Le chef de la centrale a été jugé à
huis clos et ce huis clos n'a guère choqué les médias.
Le journal américain Nucleonics Week (la référence
du lobby nucléaire international) a mentionné que
parmi les chefs d'accusation il y avait : n'a pas su maintenir
l'ordre sur le site car 70 techniciens s'étaient rapidement
enfuis et avaient plongé dans la clandestinité.
Ces 70 évadés avaient certainement une connaissance
globale des dangers et n'avaient eu aucun désir de se sacrifier
ou de se faire sacrifier.
Ceux qui glorifient ces héros du sacrifice ne mentionnent
pas la révolte des soldats estoniens envoyés à
Tchernobyl, ni l'attirance qu'a exercée pour certains liquidateurs
la perspective d'un salaire élevé pour un travail
facile et de courte durée. Il fallait beaucoup de monde
puisque chacun ne pouvait rester dans l'enfer que peu de temps
à la fois, il n'est pas signalé qu'on a proposé
à des condamnés de droit commun de les libérer
s'ils intervenaient à Tchernobyl. Leur a-t-on expliqué
clairement le gain proposé : réduction du temps
de prison à comparer à la réduction de leur
durée de vie ? Certainement pas.
La situation après Tchernobyl, dans les centres nucléaires
occidentaux et en particulier dans les centres nucléaires
français, a certainement beaucoup changé. Il est
évident qu'en cas de désastre nucléaire chez
nous il n'y aura guère de gens prêts à se
sacrifier. Dans un film du Réseau sortir du nucléaire,
un pompier explique bien qu'en cas de désastre nucléaire
sa réaction sera de s'évader.
Les autorités françaises ont certainement compris
la situation et c'est bien pourquoi ce qui est prévu pour
gérer un problème nucléaire sera sous la
responsabilité de l'armée.
A Verdun, les soldats ne se sont pas sacrifiés, on les
a sacrifiés avec des gendarmes armés derrière
eux. S'ils refusaient de se " sacrifier " ils étaient
immédiatement sacrifiés en les fusillant pour l'exemple.

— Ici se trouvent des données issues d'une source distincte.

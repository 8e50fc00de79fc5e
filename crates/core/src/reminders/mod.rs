//! Reminder notification dispatch

pub mod ports;
pub mod service;

pub use service::{DispatchSummary, ReminderDispatcher};
//! Shared helpers for commands and the binary

pub mod command_helpers;
pub mod health;
pub mod logging;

Un désastre nucléaire représente ce genre
de situation qu'il faut prévoir. Si l'armée ne contrôle
pas ceux destinés à être sacrifiés,
les conséquences du désastre pourraient être
bien plus graves encore. Le nucléaire, qu'on le veuille
ou non, implique un contrôle militaire et ce qui est pire,
c'est que cette action militaire serait " bénéfique
" pour la population.
A la fin des années 70, avant l'arrivée des socialistes
au pouvoir avec ses alliés de la " gauche ",
le slogan antinucléaire était " Société
nucléaire, société policière ".
J'avais alors protesté en disant que la réalité
était " Société nucléaire, société
militaire "...
Roger Belbéoch, mars 2005.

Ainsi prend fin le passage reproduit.